The former Old Colony line became the Conrail (1976) and later CSX (1998) Framingham Subdivision, then the Framingham Secondary after it was sold to the state in 2015. In August 1971, the New England Patriots moved to Schaefer Stadium (later Sullivan Stadium, then Foxboro Stadium) and special limited-stop game day service to Foxboro station was initiated. Boston–Foxboro service ran from 1971 to 1973, then resumed in 1986. It was changed to a routing via from 1989 to 1994, but resumed running via Walpole in 1995. The service switches from the Franklin Branch to the Framingham Secondary at Walpole using Lewis's Wye, but does not serve the station.

The MBTA completed a study in 2010 to determine the feasibility of extending full-time commuter rail service to Foxboro. Foxboro service would have been a shuttle from Walpole, an extension of existing Fairmount Line trains to Walpole and Foxboro, or a mix of the two service patterns. The alternatives using shuttle service included the construction of a high-level accessible island platform at Walpole, located somewhat east of the existing station, to allow cross-platform transfers between shuttle trains and mainline trains.

A year-long pilot of full-time Foxboro service (mostly using extended Fairmount Line trains) began on October 21, 2019. The pilot caused the loss of four inbound and two outbound stops at Walpole, though Foxboro was considered a viable alternative station for much of the area of Walpole. The pilot was put on hold in November 2020; limited midday Foxboro service resumed on May 23, 2022. A new one-year Foxboro pilot began on September 12, 2022; the service was made permanent effective October 2, 2023.

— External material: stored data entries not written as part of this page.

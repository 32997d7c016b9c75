//! Tab-separated output tables.
//!
//! Files are first written next to their destination with a `.tmp` suffix and
//! only renamed into place once every table of the run has been written.

use std::fs::{self, File};
use std::io::{self, BufWriter, Write};
use std::path::{Path, PathBuf};

use crate::aggregate::GeneResult;
use crate::error::{ConvError, Result};
use crate::positions::PositionTally;
use crate::scanner::ConversionTally;

// ============================================================================
// Table writers
// ============================================================================

/// Per-gene report, one row per gene sorted by identifier.
///
/// ```text
/// gene_id  assigned_pairs  conversions  [g_t  g_c]  g_positions  conversion_rate
/// ```
pub fn write_gene_table<W: Write>(out: &mut W, genes: &[GeneResult], both_types: bool) -> io::Result<()> {
    if both_types {
        writeln!(out, "gene_id\tassigned_pairs\tconversions\tg_t\tg_c\tg_positions\tconversion_rate")?;
    } else {
        writeln!(out, "gene_id\tassigned_pairs\tconversions\tg_positions\tconversion_rate")?;
    }
    for gene in genes {
        let rate = match gene.conversion_rate() {
            Some(r) => format!("{r:.6}"),
            None => "NA".to_string(),
        };
        if both_types {
            writeln!(
                out,
                "{}\t{}\t{}\t{}\t{}\t{}\t{}",
                gene.gene_id, gene.assigned_pairs, gene.conversions, gene.g_t, gene.g_c, gene.g_positions, rate
            )?;
        } else {
            writeln!(
                out,
                "{}\t{}\t{}\t{}\t{}",
                gene.gene_id, gene.assigned_pairs, gene.conversions, gene.g_positions, rate
            )?;
        }
    }
    Ok(())
}

/// Converted positions sorted by chromosome then position.
pub fn write_position_table<W: Write>(out: &mut W, positions: &PositionTally) -> io::Result<()> {
    writeln!(out, "chrom\tpos\tconversions")?;
    for (position, count) in positions.sorted() {
        writeln!(out, "{}\t{}\t{}", position.chrom, position.pos, count)?;
    }
    Ok(())
}

/// Per-pair tallies, expected sorted by read name.
pub fn write_pair_table<W: Write>(out: &mut W, pairs: &[(Vec<u8>, ConversionTally)]) -> io::Result<()> {
    writeln!(out, "read_name\tg_t\tg_c\tg_positions")?;
    for (name, tally) in pairs {
        out.write_all(name)?;
        writeln!(out, "\t{}\t{}\t{}", tally.g_t, tally.g_c, tally.g_positions)?;
    }
    Ok(())
}

// ============================================================================
// Staged output files
// ============================================================================

/// A fully written temporary file waiting to be renamed.
#[derive(Debug)]
pub struct StagedFile {
    tmp: PathBuf,
    dest: PathBuf,
}

fn tmp_path(dest: &Path) -> PathBuf {
    let mut name = dest.as_os_str().to_owned();
    name.push(".tmp");
    PathBuf::from(name)
}

/// Write a table to `<dest>.tmp`.
pub fn stage<F>(dest: &Path, write: F) -> Result<StagedFile>
where
    F: FnOnce(&mut BufWriter<File>) -> io::Result<()>,
{
    let tmp = tmp_path(dest);
    let io_err = |source| ConvError::Io {
        path: tmp.clone(),
        source,
    };

    let result = File::create(&tmp).and_then(|file| {
        let mut writer = BufWriter::with_capacity(1024 * 1024, file);
        write(&mut writer)?;
        writer.flush()
    });
    if let Err(e) = result {
        fs::remove_file(&tmp).ok();
        return Err(io_err(e));
    }
    Ok(StagedFile {
        tmp,
        dest: dest.to_path_buf(),
    })
}

/// Rename every staged file into place.
pub fn commit(staged: Vec<StagedFile>) -> Result<()> {
    for file in staged {
        fs::rename(&file.tmp, &file.dest).map_err(|source| ConvError::Io {
            path: file.dest.clone(),
            source,
        })?;
    }
    Ok(())
}

/// Remove staged files after a later failure.
pub fn discard(staged: Vec<StagedFile>) {
    for file in staged {
        fs::remove_file(&file.tmp).ok();
    }
}

// ============================================================================
// Tests
// ============================================================================
//! Command-line entry point: load inputs, run the sharded scan, write reports.

use std::path::PathBuf;

use anyhow::{Context, Result};
use clap::{Parser, ValueEnum};
use env_logger::Env;
use log::{info, warn};

use gconv::gene_assign::GeneAssigner;
use gconv::inputs::{
    load_gene_intervals, load_position_mask, load_posteriors, load_tx2gene, load_variant_mask,
};
use gconv::report::{self, StagedFile};
use gconv::{
    run_pipeline, AlignmentSource, ConversionScanner, ExactAssigner, Orientation, PipelineConfig,
    PositionMask, ProbabilisticAssigner, ScanConfig, ShardStrategy, VariantMask,
};

#[derive(Debug, Clone, Copy, ValueEnum)]
enum ShardBy {
    /// Every shard streams the file and keeps its share of read names
    NameHash,
    /// Chromosomes are split across shards (requires an index)
    Chromosome,
}

#[derive(Debug, Clone, Copy, ValueEnum)]
enum LibraryOrientation {
    /// Read1 antisense to the transcript (dUTP)
    Read1Antisense,
    /// Read1 sense to the transcript
    Read1Sense,
}

/// Quantify G->T / G->C conversions per gene from a paired-end BAM.
#[derive(Debug, Parser)]
#[command(name = "gconv", version)]
struct Args {
    /// Coordinate-sorted paired-end BAM with MD tags
    #[arg(long)]
    bam: PathBuf,

    /// Per-gene report (TSV)
    #[arg(short = 'o', long)]
    output: PathBuf,

    /// Gene intervals (BED: chrom, start, end, gene_id) for exact assignment
    #[arg(long, conflicts_with = "posteriors", required_unless_present = "posteriors")]
    gene_bed: Option<PathBuf>,

    /// Posterior table (read_name, transcript, probability) for probabilistic assignment
    #[arg(long, requires = "tx2gene")]
    posteriors: Option<PathBuf>,

    /// Transcript-to-gene table (transcript, gene)
    #[arg(long)]
    tx2gene: Option<PathBuf>,

    /// Known SNPs to exclude (VCF, optionally bgzipped)
    #[arg(long)]
    snp_vcf: Option<PathBuf>,

    /// Manually masked regions (BED)
    #[arg(long)]
    mask_bed: Option<PathBuf>,

    /// Count G->T conversions
    #[arg(long)]
    use_g_t: bool,

    /// Count G->C conversions
    #[arg(long)]
    use_g_c: bool,

    /// Inspect read1
    #[arg(long)]
    use_read1: bool,

    /// Inspect read2
    #[arg(long)]
    use_read2: bool,

    /// Where mates overlap, count a conversion only if both mates show it
    #[arg(long)]
    only_consider_overlap: bool,

    /// Minimum conversions for a pair's conversions to count
    #[arg(long, default_value_t = 1)]
    min_conversions: u32,

    /// Library strandedness
    #[arg(long, value_enum, default_value = "read1-antisense")]
    orientation: LibraryOrientation,

    /// Number of shards (worker threads)
    #[arg(short = 'j', long, default_value_t = 1)]
    shards: usize,

    /// Sharding strategy
    #[arg(long, value_enum, default_value = "name-hash")]
    shard_by: ShardBy,

    /// htslib decompression threads per worker
    #[arg(long, default_value_t = 1)]
    read_threads: usize,

    /// Per-position conversion table (TSV)
    #[arg(long)]
    positions_output: Option<PathBuf>,

    /// Per-pair conversion table (TSV)
    #[arg(long)]
    pairs_output: Option<PathBuf>,

    /// Build a BAI if the BAM has no index
    #[arg(long)]
    build_index: bool,
}

impl Args {
    fn scan_config(&self) -> ScanConfig {
        ScanConfig {
            use_g_t: self.use_g_t,
            use_g_c: self.use_g_c,
            use_read1: self.use_read1,
            use_read2: self.use_read2,
            only_consider_overlap: self.only_consider_overlap,
            min_conversions: self.min_conversions,
            orientation: match self.orientation {
                LibraryOrientation::Read1Antisense => Orientation::Read1Antisense,
                LibraryOrientation::Read1Sense => Orientation::Read1Sense,
            },
        }
    }

    fn pipeline_config(&self) -> PipelineConfig {
        PipelineConfig {
            shard_count: self.shards,
            strategy: match self.shard_by {
                ShardBy::NameHash => ShardStrategy::ReadNameHash,
                ShardBy::Chromosome => ShardStrategy::Chromosome,
            },
            read_threads: self.read_threads,
            keep_pair_tallies: self.pairs_output.is_some(),
        }
    }

    fn assigner(&self) -> Result<Box<dyn GeneAssigner>> {
        if let Some(bed) = &self.gene_bed {
            let intervals = load_gene_intervals(bed)?;
            return Ok(Box::new(ExactAssigner::new(&intervals)));
        }
        let posteriors = self.posteriors.as_ref().context("Missing --gene-bed or --posteriors")?;
        let tx2gene = self.tx2gene.as_ref().context("--posteriors requires --tx2gene")?;
        let assigner = ProbabilisticAssigner::new(load_posteriors(posteriors)?, &load_tx2gene(tx2gene)?);
        if assigner.genes().is_empty() {
            warn!("No genes in {}; every pair will be unassigned", tx2gene.display());
        }
        Ok(Box::new(assigner))
    }
}

fn main() -> Result<()> {
    env_logger::Builder::from_env(Env::default().default_filter_or("info")).init();
    let args = Args::parse();

    let scan_config = args.scan_config();
    let pipeline_config = args.pipeline_config();
    scan_config.validate()?;
    pipeline_config.validate()?;

    let source = AlignmentSource::open(&args.bam)
        .with_context(|| format!("Failed to open BAM {}", args.bam.display()))?;
    if args.build_index {
        source.ensure_index()?;
    }

    let variants = match &args.snp_vcf {
        Some(path) => load_variant_mask(path)?,
        None => VariantMask::new(),
    };
    let mask = match &args.mask_bed {
        Some(path) => load_position_mask(path)?,
        None => PositionMask::new(),
    };
    let assigner = args.assigner()?;

    let scanner = ConversionScanner::new(&scan_config, &variants, &mask);
    let output = run_pipeline(&source, &scanner, assigner.as_ref(), &pipeline_config)?;

    let both_types = scan_config.reports_both_types();
    let mut staged: Vec<StagedFile> = Vec::new();
    let result = (|| -> gconv::Result<()> {
        staged.push(report::stage(&args.output, |w| {
            report::write_gene_table(w, &output.genes, both_types)
        })?);
        if let Some(path) = &args.positions_output {
            staged.push(report::stage(path, |w| report::write_position_table(w, &output.positions))?);
        }
        if let Some(path) = &args.pairs_output {
            staged.push(report::stage(path, |w| report::write_pair_table(w, &output.pair_tallies))?);
        }
        Ok(())
    })();
    if let Err(e) = result {
        report::discard(staged);
        return Err(e).context("Failed to write reports");
    }
    report::commit(staged)?;

    info!(
        "Wrote {} genes to {} ({} pairs assigned, {} unassigned)",
        output.genes.len(),
        args.output.display(),
        output.stats.pairs_assigned,
        output.stats.unassigned()
    );
    Ok(())
}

In 2019, the MBTA listed Walpole as a "Tier I" accessibility priority. In 2024, the MBTA tested a temporary freestanding accessible platform design at Beverly Depot. These platforms do not require alterations to the existing platforms, thus skirting federal rules requiring full accessibility renovations when stations are modified, and were intended to provide interim accessibility at lower cost pending full reconstruction. Walpole was one of the first four non-accessible stations to be modified with the temporary platforms, with construction beginning in 2024. The mini-high platform opened on March 31, 2025.

In 2019–2020, the MBTA added double track from just west of Walpole station to just east of Norfolk station. A further phase is planned to add double track through Walpole station and northeast to Norwood Central. As of November 2024, design work for that phase is expected to be completed in 2025.